From: Peter Korn <peter.korn@oracle.com>
To: "public-wcag2ict-tf@w3.org" <public-wcag2ict-tf@w3.org>,
Date: 07/07/2013 08:48 PM
Subject: Starting a new thread - re: Note 3 for definition of "document"



Hi gang,

I'm back home from my vacation, and I'm trying to make sense of - by my
count - 15 distinct proposals for how to phrase Note 3!  I find that
understanding them all by going through the e-mails for them all nearly
impossible, so I've tried to capture them all, in chronological order (as
they appeared in my inbox) at the bottom of our existing wiki page New Note
3 for definition of "document".

I believe there are 4 "latest" proposals on the table.  In chronological
order, they are (grossly paraphrased):
      v7 from Peter Korn: a marrying of Mike's earlier proposal with text
      that I thought David liked
      v8 from David MacDonald: edit to Peter's v7 that satisfies him
      v13 from Mike Pluke: drops "database" from the set of examples, and
      follow's Gregg's approach with the conditional "because those files
      are part of software... they are covered by WCAG2ICT"
      v14 from Gregg Vanderheiden (which is chronologically earlier, but I
      suspect due to e-mail crossing may be "later" than Mike's): drops
      "database" from the set of examples (like Mike's) and also rewrites
      the first sentence to add in "software creator" authorship; keeps the
      same second sentence "because those files are part of software" as
      above.


I suggest that all further edits occur on this wiki page, with a note as to
which earlier variant they are an edit of, and how they are an edit (visual
change tracking of some sort).  I think that may help us all comprehend
what each is proposing.



With that out of the way, here are my thoughts:
   1. For somewhat obvious reasons, I'm not thrilled with dropping
      "database" from the examples.  They are a very important file type,
      and I believe they will too easily be confused by folks as being
      documents.  I want to see "databases" included in the list of
      examples.

   2. From variant 9 onward (last ~36 hours of proposals from Gregg &
      Mike), the second sentence introduces a conditional, and all variants
      of this conditional appear to be some iteration of: "Because those
      files are just part of the software...'sensory experience to be
      communicated to the user' from such files... is covered by WCAG2ICT
      like any other parts of the software".  I think doing this as a
      conditional is a mistake.  It doesn't matter who created those files
      (a concept Gregg's variant 14 introduces).  It doesn't matter if
      embedded in those files (e.g. embedded in a database) is a document.
      All that matters is that 'sensory experience to be communicated to
      the user' in such files is clearly covered by WCAG2ICT, based on what
      it is when the user interacts with it.  If that 'sensory experience
      to be communicated to the user' is expressed solely in the software
      UI, it is covered by the software aspect of WCAG2ICT.  If instead
      that 'sensory experience to be communicated to the user' in such
      files is an embedded document that gets extracted from such a file,
      upon extraction it is a document and is covered by the document
      aspect of WCAG2ICT (it was also a document when it was inserted into
      that file).  Therefore I think the conditional is a mistake and we
      shouldn't have that in our text.

   3. Gregg's variant 14 further limits the examples of the first sentence
      based on "software creator intent", which adds a lot of ambiguity to
      the note (how do we discern that these files "are intended to only
      server as part of software"? - ask the author about this for each and
      every file that accompanies some software?).  I think this is a big
      mistake and we should avoid that approach.
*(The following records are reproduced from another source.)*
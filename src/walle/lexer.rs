//! Wall-E lexer/tokenizer

use crate::walle::error::{Error, Result};
use std::iter::Peekable;
use std::str::Chars;

/// Token kinds
#[derive(Clone, Debug, PartialEq)]
pub enum TokenKind {
    // Literals
    Number(i64),
    Str(String),

    // Identifiers, keywords, label declarations (`name:`)
    Identifier(String),
    Keyword(Keyword),
    Label(String),

    // Operators
    Plus,
    Minus,
    Star,
    Slash,
    Percent,
    Power,    // **
    Assign,   // <-
    Equal,    // ==
    NotEqual, // !=
    Less,
    LessEqual,
    Greater,
    GreaterEqual,
    Bang, // !
    AndAnd,
    OrOr,

    // Punctuation
    LeftParen,
    RightParen,
    LeftBracket,
    RightBracket,
    Comma,

    // Special
    Newline,
    Eof,
}

/// Wall-E keywords, matched case-insensitively
#[derive(Clone, Copy, Debug, PartialEq, Eq)]
pub enum Keyword {
    // Commands
    Spawn,
    Color,
    Size,
    DrawLine,
    DrawCircle,
    DrawRectangle,
    Fill,
    GoTo,

    // Block statements
    If, Then, Else, EndIf,
    While, Do, EndWhile,

    // Boolean literals and word operators
    True, False,
    And, Or, Not,

    // Built-in queries
    GetActualX,
    GetActualY,
    GetCanvasSize,
    GetColorCount,
    IsBrushColor,
    IsBrushSize,
    IsCanvasColor,
}

impl Keyword {
    /// True for the built-in query functions usable inside expressions.
    pub fn is_builtin(self) -> bool {
        matches!(
            self,
            Keyword::GetActualX
                | Keyword::GetActualY
                | Keyword::GetCanvasSize
                | Keyword::GetColorCount
                | Keyword::IsBrushColor
                | Keyword::IsBrushSize
                | Keyword::IsCanvasColor
        )
    }
}

/// A token with position info
#[derive(Clone, Debug, PartialEq)]
pub struct Token {
    pub kind: TokenKind,
    /// 0-based source line index, matching program-counter addressing.
    pub line: usize,
    pub column: usize,
}

impl Token {
    pub fn new(kind: TokenKind, line: usize, column: usize) -> Self {
        Self { kind, line, column }
    }
}

/// The lexer
pub struct Lexer<'a> {
    input: Peekable<Chars<'a>>,
    line: usize,
    column: usize,
    current_char: Option<char>,
}

impl<'a> Lexer<'a> {
    pub fn new(input: &'a str) -> Self {
        Self::for_line(input, 0)
    }

    /// Lex a single source line, attributing tokens to `line` so that
    /// per-line execution reports the right position.
    pub fn for_line(input: &'a str, line: usize) -> Self {
        let mut lexer = Self {
            input: input.chars().peekable(),
            line,
            column: 1,
            current_char: None,
        };
        lexer.advance();
        lexer
    }

    fn advance(&mut self) -> Option<char> {
        let prev = self.current_char;
        self.current_char = self.input.next();
        if prev == Some('\n') {
            self.line += 1;
            self.column = 1;
        } else if prev.is_some() {
            self.column += 1;
        }
        prev
    }

    fn peek(&self) -> Option<char> {
        self.current_char
    }

    fn peek_next(&mut self) -> Option<char> {
        self.input.peek().copied()
    }

    fn skip_whitespace(&mut self) {
        while let Some(c) = self.peek() {
            if c == ' ' || c == '\t' || c == '\r' {
                self.advance();
            } else {
                break;
            }
        }
    }

    fn read_number(&mut self) -> Result<TokenKind> {
        let line = self.line;
        let mut num_str = String::new();

        while let Some(c) = self.peek() {
            if c.is_ascii_digit() {
                num_str.push(c);
                self.advance();
            } else {
                break;
            }
        }

        num_str
            .parse()
            .map(TokenKind::Number)
            .map_err(|_| Error::lex(line, format!("number literal '{}' is too large", num_str)))
    }

    fn read_string(&mut self) -> Result<TokenKind> {
        let line = self.line;
        self.advance(); // Skip opening quote
        let mut s = String::new();

        loop {
            match self.peek() {
                None | Some('\n') => {
                    return Err(Error::lex(line, "unterminated string literal"));
                }
                Some('"') => {
                    self.advance();
                    return Ok(TokenKind::Str(s));
                }
                Some('\\') => {
                    // Backslash escapes the next character
                    self.advance();
                    match self.peek() {
                        None | Some('\n') => {
                            return Err(Error::lex(line, "unterminated string literal"));
                        }
                        Some(c) => {
                            s.push(c);
                            self.advance();
                        }
                    }
                }
                Some(c) => {
                    s.push(c);
                    self.advance();
                }
            }
        }
    }

    fn read_identifier(&mut self) -> TokenKind {
        let mut name = String::new();

        while let Some(c) = self.peek() {
            if c.is_ascii_alphanumeric() || c == '_' {
                name.push(c);
                self.advance();
            } else {
                break;
            }
        }

        // `name:` with no intervening whitespace declares a label
        if self.peek() == Some(':') {
            self.advance();
            return TokenKind::Label(name);
        }

        if let Some(kw) = Self::get_keyword(&name.to_lowercase()) {
            TokenKind::Keyword(kw)
        } else {
            TokenKind::Identifier(name)
        }
    }

    fn get_keyword(name: &str) -> Option<Keyword> {
        match name {
            // Commands
            "spawn" => Some(Keyword::Spawn),
            "color" => Some(Keyword::Color),
            "size" => Some(Keyword::Size),
            "drawline" => Some(Keyword::DrawLine),
            "drawcircle" => Some(Keyword::DrawCircle),
            "drawrectangle" => Some(Keyword::DrawRectangle),
            "fill" => Some(Keyword::Fill),
            "goto" => Some(Keyword::GoTo),

            // Block statements
            "if" => Some(Keyword::If),
            "then" => Some(Keyword::Then),
            "else" => Some(Keyword::Else),
            "endif" => Some(Keyword::EndIf),
            "while" => Some(Keyword::While),
            "do" => Some(Keyword::Do),
            "endwhile" => Some(Keyword::EndWhile),

            // Literals and word operators
            "true" => Some(Keyword::True),
            "false" => Some(Keyword::False),
            "and" => Some(Keyword::And),
            "or" => Some(Keyword::Or),
            "not" => Some(Keyword::Not),

            // Built-in queries
            "getactualx" => Some(Keyword::GetActualX),
            "getactualy" => Some(Keyword::GetActualY),
            "getcanvassize" => Some(Keyword::GetCanvasSize),
            "getcolorcount" => Some(Keyword::GetColorCount),
            "isbrushcolor" => Some(Keyword::IsBrushColor),
            "isbrushsize" => Some(Keyword::IsBrushSize),
            "iscanvascolor" => Some(Keyword::IsCanvasColor),

            _ => None,
        }
    }

    fn skip_comment(&mut self) {
        while let Some(c) = self.peek() {
            if c == '\n' {
                break;
            }
            self.advance();
        }
    }

    /// Get the next token
    pub fn next_token(&mut self) -> Result<Token> {
        self.skip_whitespace();

        let line = self.line;
        let column = self.column;

        let kind = match self.peek() {
            None => TokenKind::Eof,

            Some('\n') => {
                self.advance();
                TokenKind::Newline
            }

            Some('"') => self.read_string()?,

            Some(c) if c.is_ascii_digit() => self.read_number()?,

            Some(c) if c.is_ascii_alphabetic() || c == '_' => self.read_identifier(),

            Some('/') => {
                if self.peek_next() == Some('/') {
                    self.skip_comment();
                    return self.next_token();
                }
                self.advance();
                TokenKind::Slash
            }

            Some('+') => {
                self.advance();
                TokenKind::Plus
            }
            Some('-') => {
                self.advance();
                TokenKind::Minus
            }
            Some('*') => {
                self.advance();
                if self.peek() == Some('*') {
                    self.advance();
                    TokenKind::Power
                } else {
                    TokenKind::Star
                }
            }
            Some('%') => {
                self.advance();
                TokenKind::Percent
            }
            Some('=') => {
                self.advance();
                if self.peek() == Some('=') {
                    self.advance();
                    TokenKind::Equal
                } else {
                    return Err(Error::lex(line, "unexpected character '=' (assignment is '<-')"));
                }
            }
            Some('!') => {
                self.advance();
                if self.peek() == Some('=') {
                    self.advance();
                    TokenKind::NotEqual
                } else {
                    TokenKind::Bang
                }
            }
            Some('<') => {
                self.advance();
                match self.peek() {
                    Some('=') => {
                        self.advance();
                        TokenKind::LessEqual
                    }
                    Some('-') => {
                        self.advance();
                        TokenKind::Assign
                    }
                    _ => TokenKind::Less,
                }
            }
            Some('>') => {
                self.advance();
                if self.peek() == Some('=') {
                    self.advance();
                    TokenKind::GreaterEqual
                } else {
                    TokenKind::Greater
                }
            }
            Some('&') => {
                self.advance();
                if self.peek() == Some('&') {
                    self.advance();
                    TokenKind::AndAnd
                } else {
                    return Err(Error::lex(line, "unexpected character '&'"));
                }
            }
            Some('|') => {
                self.advance();
                if self.peek() == Some('|') {
                    self.advance();
                    TokenKind::OrOr
                } else {
                    return Err(Error::lex(line, "unexpected character '|'"));
                }
            }
            Some('(') => {
                self.advance();
                TokenKind::LeftParen
            }
            Some(')') => {
                self.advance();
                TokenKind::RightParen
            }
            Some('[') => {
                self.advance();
                TokenKind::LeftBracket
            }
            Some(']') => {
                self.advance();
                TokenKind::RightBracket
            }
            Some(',') => {
                self.advance();
                TokenKind::Comma
            }

            Some(c) => {
                return Err(Error::lex(line, format!("unexpected character '{}'", c)));
            }
        };

        Ok(Token::new(kind, line, column))
    }

    /// Tokenize entire input
    pub fn tokenize(&mut self) -> Result<Vec<Token>> {
        let mut tokens = Vec::new();
        loop {
            let token = self.next_token()?;
            let is_eof = token.kind == TokenKind::Eof;
            tokens.push(token);
            if is_eof {
                break;
            }
        }
        Ok(tokens)
    }
}

#[cfg(test)]
mod tests {
    use super::*;

    fn kinds(src: &str) -> Vec<TokenKind> {
        Lexer::new(src)
            .tokenize()
            .unwrap()
            .into_iter()
            .map(|t| t.kind)
            .collect()
    }

    #[test]
    fn test_command_line() {
        assert_eq!(
            kinds("Spawn(10, 20)"),
            vec![
                TokenKind::Keyword(Keyword::Spawn),
                TokenKind::LeftParen,
                TokenKind::Number(10),
                TokenKind::Comma,
                TokenKind::Number(20),
                TokenKind::RightParen,
                TokenKind::Eof,
            ]
        );
    }

    #[test]
    fn test_keywords_case_insensitive() {
        assert_eq!(kinds("SPAWN")[0], TokenKind::Keyword(Keyword::Spawn));
        assert_eq!(kinds("drawline")[0], TokenKind::Keyword(Keyword::DrawLine));
        assert_eq!(kinds("GeTaCtUaLx")[0], TokenKind::Keyword(Keyword::GetActualX));
    }

    #[test]
    fn test_two_char_operators() {
        assert_eq!(
            kinds("** == != <= >= <- && ||"),
            vec![
                TokenKind::Power,
                TokenKind::Equal,
                TokenKind::NotEqual,
                TokenKind::LessEqual,
                TokenKind::GreaterEqual,
                TokenKind::Assign,
                TokenKind::AndAnd,
                TokenKind::OrOr,
                TokenKind::Eof,
            ]
        );
    }

    #[test]
    fn test_label_declaration() {
        // Identifier immediately followed by ':' is a label declaration
        assert_eq!(kinds("loop:")[0], TokenKind::Label("loop".to_string()));
        // With whitespace before the colon it is not a label
        assert!(Lexer::new("loop :").tokenize().is_err());
    }

    #[test]
    fn test_string_with_escapes() {
        assert_eq!(kinds(r#""red""#)[0], TokenKind::Str("red".to_string()));
        assert_eq!(kinds(r#""a\"b""#)[0], TokenKind::Str("a\"b".to_string()));
    }

    #[test]
    fn test_unterminated_string() {
        let err = Lexer::new("\"red").tokenize().unwrap_err();
        assert!(matches!(err, Error::Lex { .. }));
    }

    #[test]
    fn test_comment_consumed_to_end_of_line() {
        assert_eq!(kinds("// nothing here"), vec![TokenKind::Eof]);
        assert_eq!(
            kinds("Fill() // trailing"),
            vec![
                TokenKind::Keyword(Keyword::Fill),
                TokenKind::LeftParen,
                TokenKind::RightParen,
                TokenKind::Eof,
            ]
        );
    }

    #[test]
    fn test_bad_character_reports_line() {
        let err = Lexer::new("x <- 1\ny <- $").tokenize().unwrap_err();
        assert_eq!(err.line(), 1);
    }

    #[test]
    fn test_for_line_attributes_line_index() {
        let tokens = Lexer::for_line("Fill()", 7).tokenize().unwrap();
        assert!(tokens.iter().all(|t| t.line == 7));
    }

    #[test]
    fn test_identifier_with_underscore_and_digits() {
        assert_eq!(
            kinds("my_var2")[0],
            TokenKind::Identifier("my_var2".to_string())
        );
    }
}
I have just added variant #15 to the wiki page.  It starts with the
"variant 7/8" first sentence, listing the set of example files without any
conditionals or "software creator intent", and it includes databases.  I
marry this in the second sentence with the Mike/Gregg latest variant that
the "information and sensory experience to be communicated to the user"
from such files, is just another part of the content that occurs in
software and is covered by WCAG2ICT like any other parts of the software.
Finally I add a new sentence of my own designed to directly address David's
concerns: IN RARE CASES, THE RETRIEVED CONTENT IS AN EMBEDDED DOCUMENT, AND
SHOULD THAT OCCUR, IT BECOMES A DOCUMENT ONCE EXTRACTED.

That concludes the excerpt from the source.